Por dentro, o apartamento poderia estar em qualquer bairro de classe média: tem teto de gesso rebaixado, luz indireta, piso de porcelanato, luminárias assimétricas, paredes texturizadas, armários e estantes planejados e espelhos por todo lado.
Por fora, vê-se que ele está na favela de Paraisópolis, a segunda maior de São Paulo, num conjunto de habitação popular da prefeitura.
Com a expansão da classe C, estrato da população com renda de três a dez salários mínimos, moradores que até outro dia viviam em barracos têm contratado arquitetos ou se inspirado em revistas de decoração para criar ambientes espelhados nos padrões de consumo da classe média. Em dois tempos, a tendência ganhou o nome de Favela Cor, uma alusão à Casa Cor, famosa feira de decoração de arquitetos-estrela.
NA MODA
Há 20 anos, a bilheteira de teatro Valmisa Gonçalves da Silva coleciona revistas de decoração. Hoje, o acervo está em 50 exemplares porque os números mais antigos, fora de moda, ela joga fora.
Com as edições, Valmisa aprendeu a pendurar os quadros na parede (de tamanhos diferentes e de disposição assimétrica) e decorou o quarto da filha de cinco anos com motivos da boneca Barbie.
“Colocamos piso de cerâmica, rebaixamos e engessamos o teto, pintamos e texturizamos as paredes e trocamos os pontos de luz”, diz.
Quando anda pelas ruas da favela de Heliópolis, onde tem um projeto de habitação popular, a pergunta que o arquiteto Ruy Ohtake mais ouve dos moradores da região é: “O piso fica melhor com cerâmica ou porcelanato?”.
“É até compreensível que isso aconteça. Quando querem melhorar de moradia, o apelo é pelas revistas de decoração. É natural que se espelhem na próxima classe social”, afirma Ohtake.
As dúvidas eram tantas que ele resolveu inovar: montou um apartamento decorado, igualzinho àqueles dos estandes das construtoras, para inspirar os moradores a montar a nova casa.
“Ficaram entusiasmados com o apartamento decorado e dizem que jamais teriam aquelas ideias sozinhos”, completa Ohtake.
Pelo Plano Diretor, todos os apartamentos de conjuntos habitacionais da prefeitura têm, no máximo, 50 m2.
Na favela Nova Jaguaré, o arquiteto Marcos Boldarini, autor do projeto de urbanização daquela região, diz que os moradores pedem as plantas com metragem para comprar móveis planejados.
“Há uns requintes de decoração muito interessantes. Vi um porcelanato preto e não pude comprar para a minha casa”, afirma Boldarini.
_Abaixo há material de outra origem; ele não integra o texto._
//! Atmospheric CO2 adapter backed by Copernicus satellite greenhouse
//! gas products (column-averaged XCO2).

use async_trait::async_trait;
use indicator_map_indicator_models::{Indicator, IndicatorRecord};
use indicator_map_source_models::{Country, ProviderSettings};

use crate::{IndicatorSource, copernicus, packer};

pub struct Co2Adapter {
    client: reqwest::Client,
    settings: ProviderSettings,
}

impl Co2Adapter {
    #[must_use]
    pub const fn new(client: reqwest::Client, settings: ProviderSettings) -> Self {
        Self { client, settings }
    }
}

#[async_trait]
impl IndicatorSource for Co2Adapter {
    fn indicator(&self) -> Indicator {
        Indicator::Co2
    }

    async fn fetch(&self, country: &Country) -> IndicatorRecord {
        match copernicus::fetch_xco2(&self.client, &self.settings, country.lat, country.lon).await {
            Ok(sample) => {
                let mut ctx = packer::PackContext::success(
                    Indicator::Co2,
                    Some(sample.ppm),
                    "Copernicus satellite XCO2",
                );
                ctx.method = "centroid_sample".to_string();
                ctx.date = Some(sample.date);
                ctx.uncertainty = sample.uncertainty;
                packer::pack(ctx)
            }
            Err(err) => packer::failure_record(Indicator::Co2, "Copernicus satellite XCO2", &err),
        }
    }
}
#![cfg_attr(feature = "fail-on-warnings", deny(warnings))]
#![warn(clippy::all, clippy::pedantic, clippy::nursery, clippy::cargo)]
#![allow(clippy::multiple_crate_versions, clippy::cargo_common_metadata)]

//! Canonical indicator taxonomy and record types.
//!
//! This crate defines the fixed set of eleven indicators tracked per
//! country, the normalized [`IndicatorRecord`] every data provider
//! produces, and the per-entity [`EntitySnapshot`] aggregate. All source
//! adapters normalize their provider-specific responses into these shared
//! types.

use std::collections::BTreeMap;

use chrono::NaiveDate;
use serde::{Deserialize, Serialize};
use strum_macros::{AsRefStr, Display, EnumString};

/// One of the eleven indicators tracked for every country.
///
/// The set is fixed: completeness is always computed against all eleven,
/// whether or not an adapter is configured for each.
#[derive(
    Debug,
    Clone,
    Copy,
    PartialEq,
    Eq,
    PartialOrd,
    Ord,
    Hash,
    Serialize,
    Deserialize,
    Display,
    EnumString,
    AsRefStr,
)]
#[serde(rename_all = "snake_case")]
#[strum(serialize_all = "snake_case")]
pub enum Indicator {
    /// Annual mean 2m air temperature (°C), Copernicus ERA5.
    Temperature,
    /// Annual total precipitation (mm), Copernicus ERA5.
    Precipitation,
    /// Column-average atmospheric CO2 (ppm), satellite XCO2.
    Co2,
    /// Forest cover as a share of land area (%).
    Forest,
    /// Population density (people/km²).
    Population,
    /// Share of population below the international poverty line (%).
    Poverty,
    /// Unemployment rate, share of labor force (%).
    Unemployment,
    /// Annual freshwater withdrawals (% of internal resources).
    WaterWithdrawal,
    /// Net primary school enrollment rate (%).
    SchoolEnrollment,
    /// Wage and salaried workers, share of employment (%).
    ReceivedWages,
    /// Universal health coverage service index (0-100).
    HealthCoverage,
}

impl Indicator {
    /// All eleven indicators, in the fixed aggregation order.
    pub const ALL: [Self; 11] = [
        Self::Temperature,
        Self::Precipitation,
        Self::Co2,
        Self::Forest,
        Self::Population,
        Self::Poverty,
        Self::Unemployment,
        Self::WaterWithdrawal,
        Self::SchoolEnrollment,
        Self::ReceivedWages,
        Self::HealthCoverage,
    ];

    /// Unit descriptor reported in every record for this indicator.
    #[must_use]
    pub const fn unit(self) -> &'static str {
        match self {
            Self::Temperature => "°C",
            Self::Precipitation => "mm",
            Self::Co2 => "ppm",
            Self::Population => "people/km²",
            Self::HealthCoverage => "index",
            Self::Forest
            | Self::Poverty
            | Self::Unemployment
            | Self::WaterWithdrawal
            | Self::SchoolEnrollment
            | Self::ReceivedWages => "%",
        }
    }

    /// Whether a literal `0.0` from a provider is a valid measurement.
    ///
    /// Providers that default unset fields to zero make a literal `0.0`
    /// ambiguous. For temperature, CO2, and population density a true
    /// zero is physically implausible, so zero is treated as missing.
    /// For the remaining indicators a real zero is meaningful (zero
    /// rainfall in a desert, zero forest in an arid country, a measured
    /// zero rate), so zero passes through.
    #[must_use]
    pub const fn allow_zero(self) -> bool {
        !matches!(self, Self::Temperature | Self::Co2 | Self::Population)
    }

    /// Plausible `(min, max)` bounds for the range quality check.
    #[must_use]
    pub const fn plausible_range(self) -> (f64, f64) {
        match self {
            Self::Temperature => (-10.0, 40.0),
            Self::Precipitation => (0.0, 4000.0),
            Self::Co2 => (380.0, 500.0),
            Self::Population => (0.0, 30_000.0),
            Self::Forest
            | Self::Poverty
            | Self::Unemployment
            | Self::WaterWithdrawal
            | Self::SchoolEnrollment
            | Self::ReceivedWages
            | Self::HealthCoverage => (0.0, 100.0),
        }
    }
}

/// Outcome of one adapter fetch for one indicator.
#[derive(
    Debug,
    Clone,
    Copy,
    PartialEq,
    Eq,
    PartialOrd,
    Ord,
    Hash,
    Serialize,
    Deserialize,
    Display,
    EnumString,
    AsRefStr,
)]
#[serde(rename_all = "snake_case")]
#[strum(serialize_all = "snake_case")]
pub enum IndicatorStatus {
    /// The primary provider returned a usable value.
    Success,
    /// The provider was reachable but had no value for this entity/period.
    NoData,
    /// Transport failure talking to the provider.
    Error,
    /// The primary provider had no data but a secondary provider did.
    Fallback,
    /// No credentials/URL configured for the provider.
    NotConfigured,
}

impl IndicatorStatus {
    /// Whether this status carries a measurement (primary or fallback
    /// provider).
    #[must_use]
    pub const fn is_success(self) -> bool {
        matches!(self, Self::Success | Self::Fallback)
    }
}

/// Result of validating a value against the indicator's plausible range.
#[derive(
    Debug,
    Clone,
    Copy,
    PartialEq,
    Eq,
    PartialOrd,
    Ord,
    Hash,
    Serialize,
    Deserialize,
    Display,
    EnumString,
    AsRefStr,
)]
#[serde(rename_all = "snake_case")]
#[strum(serialize_all = "snake_case")]
pub enum RangeCheck {
    /// Value falls inside the plausible bounds.
    WithinRange,
    /// Value falls outside the plausible bounds (kept, but flagged).
    OutOfRange,
    /// No plausible range is known for this indicator.
    Unknown,
    /// No value to check.
    NoData,
}

/// Quality classification attached to every record.
#[derive(Debug, Clone, Copy, PartialEq, Eq, Serialize, Deserialize)]
#[serde(rename_all = "camelCase")]
pub struct QualityCheck {
    /// Range validation outcome.
    pub range_check: RangeCheck,
}

/// One normalized measurement for one entity.
///
/// Every data provider produces this type after fetching and
/// normalization. `value == None` means "unknown", which is distinct
/// from a measured zero.
#[derive(Debug, Clone, PartialEq, Serialize, Deserialize)]
#[serde(rename_all = "camelCase")]
pub struct IndicatorRecord {
    /// The measurement. `None` when the provider had no usable value.
    pub value: Option<f64>,
    /// Unit descriptor (°C, mm, %, ppm, index, people/km²).
    pub unit: String,
    /// Provenance: originating dataset/provider (e.g. "World Bank (SI.POV.DDAY)").
    pub source: String,
    /// Aggregation method (e.g. "country centroid", "national statistic").
    pub method: String,
    /// Fetch outcome.
    pub status: IndicatorStatus,
    /// Quality classification.
    pub quality: QualityCheck,
    /// Year the value is attributed to, when the provider reports one.
    #[serde(skip_serializing_if = "Option::is_none")]
    pub year: Option<i32>,
    /// Free-form period descriptor (e.g. "annual mean").
    #[serde(skip_serializing_if = "Option::is_none")]
    pub period: Option<String>,
    /// Date actually served, for adapters that stepped backward in time.
    #[serde(skip_serializing_if = "Option::is_none")]
    pub date: Option<NaiveDate>,
    /// How far behind today the served date is.
    #[serde(skip_serializing_if = "Option::is_none")]
    pub days_old: Option<u32>,
    /// Error bound, satellite-derived indicators only.
    #[serde(skip_serializing_if = "Option::is_none")]
    pub uncertainty: Option<f64>,
    /// Human-readable caveat.
    #[serde(skip_serializing_if = "Option::is_none")]
    pub note: Option<String>,
}

impl IndicatorRecord {
    /// Whether this record counts toward completeness: a success (or
    /// fallback) status carrying an actual value.
    #[must_use]
    pub const fn has_value(&self) -> bool {
        self.status.is_success() && self.value.is_some()
    }
}

/// Aggregated indicator set for one country.
///
/// Produced in memory by the aggregator and persisted wholesale by the
/// snapshot store. `last_updated`/`next_update` are store-managed and
/// deliberately not part of this type, so aggregating the same adapter
/// responses twice yields identical snapshots.
#[derive(Debug, Clone, PartialEq, Serialize, Deserialize)]
#[serde(rename_all = "camelCase")]
pub struct EntitySnapshot {
    /// Three-letter ISO country code.
    pub iso3: String,
    /// Human-readable country name.
    pub country_name: String,
    /// Continental sub-region (e.g. "North Africa").
    pub region: String,
    /// All eleven indicators, keyed by name.
    pub indicators: BTreeMap<Indicator, IndicatorRecord>,
    /// Count of indicators with a usable value.
    pub successful_indicators: u32,
    /// Size of the fixed indicator set (always 11).
    pub total_indicators: u32,
    /// `successful / total × 100`.
    pub completeness: f64,
    /// Set by the batch pipeline when the whole entity failed.
    #[serde(skip_serializing_if = "Option::is_none")]
    pub error: Option<String>,
}

impl EntitySnapshot {
    /// Assembles a snapshot from an indicator map, computing the
    /// completeness score against the full fixed set.
    #[must_use]
    pub fn new(
        iso3: String,
        country_name: String,
        region: String,
        indicators: BTreeMap<Indicator, IndicatorRecord>,
    ) -> Self {
        let successful =
            u32::try_from(indicators.values().filter(|r| r.has_value()).count()).unwrap_or(0);
        let total = u32::try_from(Indicator::ALL.len()).unwrap_or(0);
        let completeness = f64::from(successful) / f64::from(total) * 100.0;

        Self {
            iso3,
            country_name,
            region,
            indicators,
            successful_indicators: successful,
            total_indicators: total,
            completeness,
            error: None,
        }
    }
}

#[cfg(test)]
mod tests {
    use super::*;

    fn record(status: IndicatorStatus, value: Option<f64>) -> IndicatorRecord {
        IndicatorRecord {
            value,
            unit: "%".to_string(),
            source: "test".to_string(),
            method: "test".to_string(),
            status,
            quality: QualityCheck {
                range_check: RangeCheck::Unknown,
            },
            year: None,
            period: None,
            date: None,
            days_old: None,
            uncertainty: None,
            note: None,
        }
    }

    #[test]
    fn zero_policy_matches_indicator_table() {
        assert!(!Indicator::Temperature.allow_zero());
        assert!(!Indicator::Co2.allow_zero());
        assert!(!Indicator::Population.allow_zero());
        assert!(Indicator::Precipitation.allow_zero());
        assert!(Indicator::Forest.allow_zero());
        assert!(Indicator::Poverty.allow_zero());
        assert!(Indicator::Unemployment.allow_zero());
        assert!(Indicator::HealthCoverage.allow_zero());
    }

    #[test]
    fn indicator_names_round_trip() {
        assert_eq!(Indicator::WaterWithdrawal.to_string(), "water_withdrawal");
        assert_eq!(
            "school_enrollment".parse::<Indicator>().unwrap(),
            Indicator::SchoolEnrollment
        );
        assert_eq!(Indicator::Co2.as_ref(), "co2");
    }

    #[test]
    fn completeness_counts_success_and_fallback_values() {
        let mut indicators = BTreeMap::new();
        indicators.insert(
            Indicator::Temperature,
            record(IndicatorStatus::Success, Some(22.3)),
        );
        indicators.insert(
            Indicator::Forest,
            record(IndicatorStatus::Fallback, Some(0.045)),
        );
        indicators.insert(Indicator::Co2, record(IndicatorStatus::NoData, None));
        indicators.insert(Indicator::Poverty, record(IndicatorStatus::Error, None));

        let snapshot = EntitySnapshot::new(
            "EGY".to_string(),
            "Egypt".to_string(),
            "North Africa".to_string(),
            indicators,
        );

        assert_eq!(snapshot.successful_indicators, 2);
        assert_eq!(snapshot.total_indicators, 11);
        assert!((snapshot.completeness - 2.0 / 11.0 * 100.0).abs() < f64::EPSILON);
    }

    #[test]
    fn eight_of_eleven_completeness() {
        let mut indicators = BTreeMap::new();
        for (i, indicator) in Indicator::ALL.into_iter().enumerate() {
            let rec = if i < 8 {
                record(IndicatorStatus::Success, Some(1.0))
            } else {
                record(IndicatorStatus::Error, None)
            };
            indicators.insert(indicator, rec);
        }

        let snapshot = EntitySnapshot::new(
            "TCD".to_string(),
            "Chad".to_string(),
            "Central Africa".to_string(),
            indicators,
        );

        assert_eq!(snapshot.successful_indicators, 8);
        assert!((snapshot.completeness - 72.727_272_727_272_73).abs() < 1e-9);
    }

    #[test]
    fn snapshot_serializes_indicator_keys_as_snake_case() {
        let mut indicators = BTreeMap::new();
        indicators.insert(
            Indicator::WaterWithdrawal,
            record(IndicatorStatus::Success, Some(3.5)),
        );
        let snapshot = EntitySnapshot::new(
            "EGY".to_string(),
            "Egypt".to_string(),
            "North Africa".to_string(),
            indicators,
        );

        let json = serde_json::to_value(&snapshot).unwrap();
        assert!(json["indicators"]["water_withdrawal"]["value"].is_number());
        assert_eq!(json["indicators"]["water_withdrawal"]["status"], "success");
    }
}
Curiosamente, raras são as paredes pintadas de branco. “São cores berrantes, isso é a tradução de um outro padrão estético. Os sofás são enormes, nem cabem naquele espaço. É um reflexo do aumento da renda e de mais linhas de financiamento a juros baixos”, diz.
CLASSE C
O interesse em torno da decoração para a classe C cresceu tanto que até algumas lojas de material de construção, têm hoje arquitetos à disposição dos clientes para criar ambientes.
Revistas de decoração, antes voltadas para o público das sofisticadas lojas de móveis da al. Gabriel Monteiro da Silva, hoje têm edições inspiradas no comércio de crediário a perder de vista.
Aliás, pobre e popular são palavras vetadas. “Nem pensar, é perder clientes”, diz a arquiteta Rafaela Albuquerque, que já decorou apartamentos em Paraisópolis. O valor cobrado pelos decoradores não passa de R$ 2.000.
A prefeitura diz já ter percebido que o investimento em arquitetura faz com que os moradores se sintam cada vez mais donos do lugar e isso diminui a evasão.
O fenômeno já chegou às faculdades de urbanismo e tem pautado teses de doutorado dos arquitetos.